**WHAT YOU HAVE TO DO:**
Go through the data and copy each line where the string "Result" appears.

Saved data entries:
··········

//! Reverse proxy core
//!
//! - [`route`]: application vs provider routing
//! - [`rewrite`]: `Set-Cookie` and `Location` rewriting
//! - [`forward`]: streaming upstream dispatch
//! - [`server`]: middleware stack and graceful shutdown

pub mod forward;
pub mod rewrite;
pub mod route;
pub mod server;

pub use forward::ProxyState;
pub use route::{Routing, Target};
pub use server::{ProxyServer, build_router, serve_until};
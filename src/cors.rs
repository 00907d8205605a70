//! CORS decision engine
//!
//! [`CorsPolicy`] decides whether an `Origin` may talk to the proxy;
//! [`CorsPolicy::layer`] turns the decision into a `tower_http` layer that
//! answers preflight requests itself, so they never reach the token bridge.

use std::sync::Arc;

use axum::http::{HeaderName, HeaderValue, Method, header, request::Parts};
use tower_http::cors::{AllowOrigin, CorsLayer};
use tracing::info;
use url::Url;

use crate::config::ProxyConfig;
use crate::session::{X_REQUEST_ID, X_SESSION_TOKEN};
use crate::{Error, Result};

/// Methods allowed in cross-origin requests
pub const ALLOWED_METHODS: [Method; 5] = [
    Method::GET,
    Method::POST,
    Method::PUT,
    Method::PATCH,
    Method::DELETE,
];

/// CORS-safelisted request headers
pub fn safelisted_request_headers() -> Vec<HeaderName> {
    vec![
        header::ACCEPT,
        header::ACCEPT_LANGUAGE,
        header::CONTENT_LANGUAGE,
        header::CONTENT_TYPE,
        header::CONTENT_LENGTH,
    ]
}

/// Request headers needed by provider and application clients
pub fn extended_request_headers() -> Vec<HeaderName> {
    vec![
        header::AUTHORIZATION,
        header::COOKIE,
        X_SESSION_TOKEN.clone(),
        X_REQUEST_ID.clone(),
    ]
}

/// CORS-safelisted response headers, exposed to scripts
pub fn exposed_headers() -> Vec<HeaderName> {
    vec![
        header::CACHE_CONTROL,
        header::CONTENT_LANGUAGE,
        header::CONTENT_LENGTH,
        header::CONTENT_TYPE,
        header::EXPIRES,
        header::LAST_MODIFIED,
        header::PRAGMA,
    ]
}

/// A single `*` wildcard origin, split around the star
#[derive(Debug, Clone, PartialEq, Eq)]
struct Wildcard {
    prefix: String,
    suffix: String,
}

impl Wildcard {
    fn matches(&self, origin: &str) -> bool {
        origin.len() >= self.prefix.len() + self.suffix.len()
            && origin.starts_with(&self.prefix)
            && origin.ends_with(&self.suffix)
    }
}

/// Origin allow-list
#[derive(Debug, Clone)]
pub struct CorsPolicy {
    allow_all: bool,
    exact: Vec<String>,
    wildcards: Vec<Wildcard>,
    extra_headers: Vec<HeaderName>,
    debug: bool,
}

impl CorsPolicy {
    /// Create a policy
    ///
    /// The proxy's own origin is always allowed. An empty `origins` list, a
    /// bare `*` entry, or `dev` allows every origin.
    #[must_use]
    pub fn new(origins: &[String], self_origin: &Url, dev: bool) -> Self {
        let allow_all = dev || origins.is_empty() || origins.iter().any(|o| o == "*");

        let mut exact = vec![self_origin.origin().ascii_serialization()];
        let mut wildcards = Vec::new();
        for origin in origins {
            match origin.split_once('*') {
                Some((prefix, suffix)) => wildcards.push(Wildcard {
                    prefix: prefix.to_string(),
                    suffix: suffix.to_string(),
                }),
                None => exact.push(origin.clone()),
            }
        }

        Self {
            allow_all,
            exact,
            wildcards,
            extra_headers: Vec::new(),
            debug: false,
        }
    }

    /// Build the policy from the proxy configuration
    ///
    /// # Errors
    ///
    /// Returns [`Error::Config`] if an extra allowed header is not a valid
    /// header name or the public URL cannot be determined.
    pub fn from_config(config: &ProxyConfig) -> Result<Self> {
        let extra_headers = config
            .cors_allowed_headers
            .iter()
            .map(|h| {
                HeaderName::try_from(h.as_str())
                    .map_err(|_| Error::Config(format!("invalid CORS header name {h:?}")))
            })
            .collect::<Result<Vec<_>>>()?;

        let mut policy = Self::new(&config.cors_origins, &config.public_url()?, config.dev);
        policy.extra_headers = extra_headers;
        policy.debug = config.debug;
        Ok(policy)
    }

    /// Whether `origin` may make credentialed cross-origin requests
    #[must_use]
    pub fn is_allowed(&self, origin: &str) -> bool {
        let allowed = self.allow_all
            || self.exact.iter().any(|o| o == origin)
            || self.wildcards.iter().any(|w| w.matches(origin));

        if self.debug {
            info!(origin = %origin, allowed, "CORS origin check");
        }
        allowed
    }

    /// Request headers allowed in cross-origin requests
    #[must_use]
    pub fn allowed_headers(&self) -> Vec<HeaderName> {
        let mut headers = safelisted_request_headers();
        headers.extend(extended_request_headers());
        for extra in &self.extra_headers {
            if !headers.contains(extra) {
                headers.push(extra.clone());
            }
        }
        headers
    }

    /// Turn the policy into a layer
    ///
    /// Credentials are always allowed, so the allowed origin is echoed back
    /// rather than sent as `*`.
    #[must_use]
    pub fn layer(self) -> CorsLayer {
        let allowed_headers = self.allowed_headers();
        let policy = Arc::new(self);

        CorsLayer::new()
            .allow_origin(AllowOrigin::predicate(
                move |origin: &HeaderValue, _parts: &Parts| {
                    origin.to_str().is_ok_and(|o| policy.is_allowed(o))
                },
            ))
            .allow_methods(ALLOWED_METHODS.to_vec())
            .allow_headers(allowed_headers)
            .expose_headers(exposed_headers())
            .allow_credentials(true)
    }
}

··········

**COMPLETED EXERCISE:**
use crate::{Error, Result};
    pub fn from_config(config: &ProxyConfig) -> Result<Self> {
            .collect::<Result<Vec<_>>>()?;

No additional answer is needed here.